======== ENTRIES SUPPLIED ========
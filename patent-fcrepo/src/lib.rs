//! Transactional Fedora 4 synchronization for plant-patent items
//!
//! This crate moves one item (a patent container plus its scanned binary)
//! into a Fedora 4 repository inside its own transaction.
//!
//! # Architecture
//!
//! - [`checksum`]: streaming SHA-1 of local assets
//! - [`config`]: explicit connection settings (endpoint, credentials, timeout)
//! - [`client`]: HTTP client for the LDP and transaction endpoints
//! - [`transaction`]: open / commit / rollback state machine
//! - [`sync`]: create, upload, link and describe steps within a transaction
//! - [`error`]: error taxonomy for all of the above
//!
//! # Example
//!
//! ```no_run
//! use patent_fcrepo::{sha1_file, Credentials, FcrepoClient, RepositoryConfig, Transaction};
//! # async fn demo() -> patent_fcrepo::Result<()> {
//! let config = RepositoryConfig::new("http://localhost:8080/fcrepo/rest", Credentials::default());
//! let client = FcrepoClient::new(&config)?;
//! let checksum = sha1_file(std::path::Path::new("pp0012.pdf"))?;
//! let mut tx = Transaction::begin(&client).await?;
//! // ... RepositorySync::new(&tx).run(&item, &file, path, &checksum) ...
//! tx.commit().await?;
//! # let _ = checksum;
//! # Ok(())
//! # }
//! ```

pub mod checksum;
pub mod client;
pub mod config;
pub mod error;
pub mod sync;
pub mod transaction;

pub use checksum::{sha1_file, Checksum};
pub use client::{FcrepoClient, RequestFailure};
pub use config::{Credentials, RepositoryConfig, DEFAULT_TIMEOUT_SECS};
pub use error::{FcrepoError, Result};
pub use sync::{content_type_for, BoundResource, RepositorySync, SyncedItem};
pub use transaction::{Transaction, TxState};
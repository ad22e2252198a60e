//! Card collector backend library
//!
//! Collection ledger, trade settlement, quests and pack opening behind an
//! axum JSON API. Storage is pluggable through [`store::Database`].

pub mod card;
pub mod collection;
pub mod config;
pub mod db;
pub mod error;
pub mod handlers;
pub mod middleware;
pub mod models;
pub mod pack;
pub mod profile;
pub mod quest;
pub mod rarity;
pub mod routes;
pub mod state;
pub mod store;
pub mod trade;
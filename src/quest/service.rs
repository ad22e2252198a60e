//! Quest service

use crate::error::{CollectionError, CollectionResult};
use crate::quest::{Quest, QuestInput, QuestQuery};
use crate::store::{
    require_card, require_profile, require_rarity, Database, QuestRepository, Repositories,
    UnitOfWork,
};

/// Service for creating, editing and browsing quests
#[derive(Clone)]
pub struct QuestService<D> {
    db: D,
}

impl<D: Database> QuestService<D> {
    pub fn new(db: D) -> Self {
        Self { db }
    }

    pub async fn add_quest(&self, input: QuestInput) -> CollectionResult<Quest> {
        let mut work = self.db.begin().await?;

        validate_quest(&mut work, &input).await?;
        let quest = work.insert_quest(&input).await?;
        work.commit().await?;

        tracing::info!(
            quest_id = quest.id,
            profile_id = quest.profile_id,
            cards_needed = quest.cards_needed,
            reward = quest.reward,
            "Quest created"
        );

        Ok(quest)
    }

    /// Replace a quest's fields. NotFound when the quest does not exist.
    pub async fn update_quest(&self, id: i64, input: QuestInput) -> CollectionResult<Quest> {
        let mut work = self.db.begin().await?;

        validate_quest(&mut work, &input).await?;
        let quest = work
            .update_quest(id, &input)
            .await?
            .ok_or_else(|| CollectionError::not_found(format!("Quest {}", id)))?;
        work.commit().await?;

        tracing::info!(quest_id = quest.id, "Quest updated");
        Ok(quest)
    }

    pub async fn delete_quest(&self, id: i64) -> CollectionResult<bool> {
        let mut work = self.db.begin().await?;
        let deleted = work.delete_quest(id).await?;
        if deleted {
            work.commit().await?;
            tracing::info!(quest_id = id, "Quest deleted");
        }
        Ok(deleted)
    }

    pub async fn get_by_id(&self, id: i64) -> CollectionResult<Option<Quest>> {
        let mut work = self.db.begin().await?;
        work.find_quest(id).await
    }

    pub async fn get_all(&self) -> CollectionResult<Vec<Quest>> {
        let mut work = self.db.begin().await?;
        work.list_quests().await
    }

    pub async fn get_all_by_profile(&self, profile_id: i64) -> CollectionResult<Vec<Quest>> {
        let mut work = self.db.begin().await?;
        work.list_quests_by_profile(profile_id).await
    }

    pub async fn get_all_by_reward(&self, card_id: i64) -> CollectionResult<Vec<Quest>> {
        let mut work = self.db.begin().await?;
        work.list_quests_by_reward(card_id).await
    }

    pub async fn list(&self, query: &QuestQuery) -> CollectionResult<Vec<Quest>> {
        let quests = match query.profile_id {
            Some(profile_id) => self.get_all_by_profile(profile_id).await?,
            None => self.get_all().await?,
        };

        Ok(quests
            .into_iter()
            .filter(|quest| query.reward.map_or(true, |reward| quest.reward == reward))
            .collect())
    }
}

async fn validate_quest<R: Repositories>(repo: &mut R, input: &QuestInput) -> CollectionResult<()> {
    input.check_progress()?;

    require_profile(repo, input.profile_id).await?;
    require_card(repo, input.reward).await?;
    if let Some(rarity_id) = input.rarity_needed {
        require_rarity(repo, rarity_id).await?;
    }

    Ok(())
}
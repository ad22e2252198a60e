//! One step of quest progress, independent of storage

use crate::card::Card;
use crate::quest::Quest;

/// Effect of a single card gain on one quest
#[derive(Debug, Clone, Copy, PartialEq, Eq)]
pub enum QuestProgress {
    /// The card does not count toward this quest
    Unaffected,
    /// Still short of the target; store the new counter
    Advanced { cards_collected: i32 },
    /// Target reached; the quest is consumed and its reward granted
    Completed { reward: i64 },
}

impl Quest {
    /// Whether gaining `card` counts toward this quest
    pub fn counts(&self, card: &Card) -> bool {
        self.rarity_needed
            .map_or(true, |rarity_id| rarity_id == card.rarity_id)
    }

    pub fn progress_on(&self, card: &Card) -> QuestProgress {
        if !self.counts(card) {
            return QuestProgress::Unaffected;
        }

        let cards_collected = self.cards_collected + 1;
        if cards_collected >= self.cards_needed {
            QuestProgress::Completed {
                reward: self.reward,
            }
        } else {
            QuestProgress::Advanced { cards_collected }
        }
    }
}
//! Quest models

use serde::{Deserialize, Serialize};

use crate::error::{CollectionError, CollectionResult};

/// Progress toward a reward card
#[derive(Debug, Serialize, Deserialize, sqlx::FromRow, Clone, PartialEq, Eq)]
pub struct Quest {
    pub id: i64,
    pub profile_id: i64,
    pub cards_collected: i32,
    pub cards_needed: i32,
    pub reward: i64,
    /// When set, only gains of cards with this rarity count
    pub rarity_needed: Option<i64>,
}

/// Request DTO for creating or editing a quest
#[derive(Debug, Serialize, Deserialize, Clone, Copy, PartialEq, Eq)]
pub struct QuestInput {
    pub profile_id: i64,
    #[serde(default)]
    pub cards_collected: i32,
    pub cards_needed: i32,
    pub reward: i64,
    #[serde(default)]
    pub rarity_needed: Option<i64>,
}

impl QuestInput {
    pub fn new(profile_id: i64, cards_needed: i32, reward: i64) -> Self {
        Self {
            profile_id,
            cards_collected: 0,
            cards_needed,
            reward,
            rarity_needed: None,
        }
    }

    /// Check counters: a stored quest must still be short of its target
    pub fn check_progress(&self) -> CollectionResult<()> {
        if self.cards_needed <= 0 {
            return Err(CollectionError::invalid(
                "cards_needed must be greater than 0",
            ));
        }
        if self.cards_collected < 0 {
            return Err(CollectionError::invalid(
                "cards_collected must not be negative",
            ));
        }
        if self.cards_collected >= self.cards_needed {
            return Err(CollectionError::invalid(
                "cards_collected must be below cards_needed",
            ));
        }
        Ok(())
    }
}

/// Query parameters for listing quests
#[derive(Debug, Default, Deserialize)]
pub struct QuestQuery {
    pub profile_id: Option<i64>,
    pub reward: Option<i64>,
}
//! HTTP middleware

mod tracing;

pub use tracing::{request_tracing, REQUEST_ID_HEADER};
========
======== ENTRIES SUPPLIED ========
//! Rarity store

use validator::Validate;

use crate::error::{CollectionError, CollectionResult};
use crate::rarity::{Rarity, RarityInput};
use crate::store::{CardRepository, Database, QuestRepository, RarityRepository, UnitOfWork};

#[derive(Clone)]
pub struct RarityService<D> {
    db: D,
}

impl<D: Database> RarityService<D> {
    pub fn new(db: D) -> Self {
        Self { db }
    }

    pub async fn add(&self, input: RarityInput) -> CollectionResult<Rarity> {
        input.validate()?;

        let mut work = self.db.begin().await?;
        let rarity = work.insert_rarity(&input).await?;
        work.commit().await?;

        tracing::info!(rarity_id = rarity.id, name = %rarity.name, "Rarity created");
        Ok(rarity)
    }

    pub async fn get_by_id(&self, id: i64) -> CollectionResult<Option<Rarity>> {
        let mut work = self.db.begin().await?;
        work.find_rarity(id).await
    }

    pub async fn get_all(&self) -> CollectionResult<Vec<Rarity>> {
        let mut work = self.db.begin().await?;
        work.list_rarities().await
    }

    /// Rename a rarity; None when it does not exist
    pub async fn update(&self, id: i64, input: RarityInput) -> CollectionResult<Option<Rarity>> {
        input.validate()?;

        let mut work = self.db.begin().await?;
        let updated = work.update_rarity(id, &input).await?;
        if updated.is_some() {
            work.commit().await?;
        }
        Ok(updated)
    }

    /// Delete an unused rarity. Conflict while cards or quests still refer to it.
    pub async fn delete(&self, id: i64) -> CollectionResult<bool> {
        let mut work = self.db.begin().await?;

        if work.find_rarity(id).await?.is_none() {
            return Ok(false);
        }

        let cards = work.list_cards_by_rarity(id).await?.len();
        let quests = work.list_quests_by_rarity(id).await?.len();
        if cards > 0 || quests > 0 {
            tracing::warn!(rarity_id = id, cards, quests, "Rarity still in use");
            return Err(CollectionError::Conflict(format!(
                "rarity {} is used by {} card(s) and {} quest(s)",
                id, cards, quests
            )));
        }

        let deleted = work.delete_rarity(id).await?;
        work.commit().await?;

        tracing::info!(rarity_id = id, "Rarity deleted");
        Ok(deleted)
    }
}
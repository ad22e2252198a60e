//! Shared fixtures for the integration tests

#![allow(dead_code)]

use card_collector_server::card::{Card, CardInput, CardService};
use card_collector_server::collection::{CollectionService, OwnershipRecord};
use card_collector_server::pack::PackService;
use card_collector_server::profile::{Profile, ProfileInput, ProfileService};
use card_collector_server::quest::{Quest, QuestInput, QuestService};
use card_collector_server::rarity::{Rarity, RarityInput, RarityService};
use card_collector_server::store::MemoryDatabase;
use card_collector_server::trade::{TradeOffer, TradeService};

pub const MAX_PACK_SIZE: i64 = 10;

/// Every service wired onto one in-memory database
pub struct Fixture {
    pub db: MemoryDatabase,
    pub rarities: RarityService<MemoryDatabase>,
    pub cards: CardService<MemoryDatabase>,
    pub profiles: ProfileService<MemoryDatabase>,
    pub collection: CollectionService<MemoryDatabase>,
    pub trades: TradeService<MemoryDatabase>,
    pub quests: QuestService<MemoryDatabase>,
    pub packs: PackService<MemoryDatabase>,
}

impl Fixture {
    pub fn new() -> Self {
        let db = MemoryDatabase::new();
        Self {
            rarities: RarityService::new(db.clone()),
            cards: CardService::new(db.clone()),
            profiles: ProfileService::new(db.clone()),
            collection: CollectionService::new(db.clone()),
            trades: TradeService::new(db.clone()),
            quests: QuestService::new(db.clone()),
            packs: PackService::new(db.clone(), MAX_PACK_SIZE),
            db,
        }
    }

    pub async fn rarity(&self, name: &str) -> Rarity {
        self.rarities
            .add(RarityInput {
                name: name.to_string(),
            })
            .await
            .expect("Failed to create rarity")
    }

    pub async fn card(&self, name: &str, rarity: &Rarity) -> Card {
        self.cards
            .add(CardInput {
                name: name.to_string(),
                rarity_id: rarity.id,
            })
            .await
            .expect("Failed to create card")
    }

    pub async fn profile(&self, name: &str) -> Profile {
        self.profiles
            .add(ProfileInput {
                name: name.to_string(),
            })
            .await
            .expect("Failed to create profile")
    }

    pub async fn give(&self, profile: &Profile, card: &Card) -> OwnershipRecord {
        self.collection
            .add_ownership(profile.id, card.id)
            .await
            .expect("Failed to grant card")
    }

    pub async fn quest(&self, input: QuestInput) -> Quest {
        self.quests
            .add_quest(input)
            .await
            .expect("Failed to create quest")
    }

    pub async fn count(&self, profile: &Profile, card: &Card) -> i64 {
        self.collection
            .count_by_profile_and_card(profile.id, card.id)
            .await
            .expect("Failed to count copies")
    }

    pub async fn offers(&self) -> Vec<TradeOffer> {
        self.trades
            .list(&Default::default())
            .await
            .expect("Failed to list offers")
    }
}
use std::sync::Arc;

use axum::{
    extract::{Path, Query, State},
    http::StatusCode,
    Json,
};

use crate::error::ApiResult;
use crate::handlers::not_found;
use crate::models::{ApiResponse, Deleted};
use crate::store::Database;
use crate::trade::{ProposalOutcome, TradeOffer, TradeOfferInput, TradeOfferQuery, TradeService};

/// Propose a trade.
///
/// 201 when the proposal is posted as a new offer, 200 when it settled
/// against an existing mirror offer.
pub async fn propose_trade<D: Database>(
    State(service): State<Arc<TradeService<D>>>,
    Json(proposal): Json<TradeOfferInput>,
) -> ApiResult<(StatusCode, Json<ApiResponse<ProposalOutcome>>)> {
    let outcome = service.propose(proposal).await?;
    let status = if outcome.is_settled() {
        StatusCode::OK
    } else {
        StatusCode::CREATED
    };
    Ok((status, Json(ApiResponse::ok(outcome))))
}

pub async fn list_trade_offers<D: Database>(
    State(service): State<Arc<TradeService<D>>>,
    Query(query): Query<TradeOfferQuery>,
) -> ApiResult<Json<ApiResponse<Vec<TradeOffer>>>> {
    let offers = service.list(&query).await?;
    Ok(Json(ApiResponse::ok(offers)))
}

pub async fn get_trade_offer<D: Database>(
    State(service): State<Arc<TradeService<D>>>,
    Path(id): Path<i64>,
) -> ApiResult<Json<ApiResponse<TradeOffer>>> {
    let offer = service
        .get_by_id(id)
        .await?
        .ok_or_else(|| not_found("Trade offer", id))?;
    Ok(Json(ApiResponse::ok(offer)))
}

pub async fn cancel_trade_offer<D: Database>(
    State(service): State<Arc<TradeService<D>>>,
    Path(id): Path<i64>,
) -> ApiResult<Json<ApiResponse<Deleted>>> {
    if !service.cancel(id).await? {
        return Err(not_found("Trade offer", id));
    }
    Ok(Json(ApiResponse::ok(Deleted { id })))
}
========
### PROBLEM TO WORK ON
Filter the entries down to the lines that include the string "Debug".

### EXERCISE OUTPUT
#[derive(Debug, Clone, Copy, PartialEq, Eq)]
#[derive(Debug, Serialize, Deserialize, sqlx::FromRow, Clone, PartialEq, Eq)]
#[derive(Debug, Serialize, Deserialize, Clone, Copy, PartialEq, Eq)]
#[derive(Debug, Default, Deserialize)]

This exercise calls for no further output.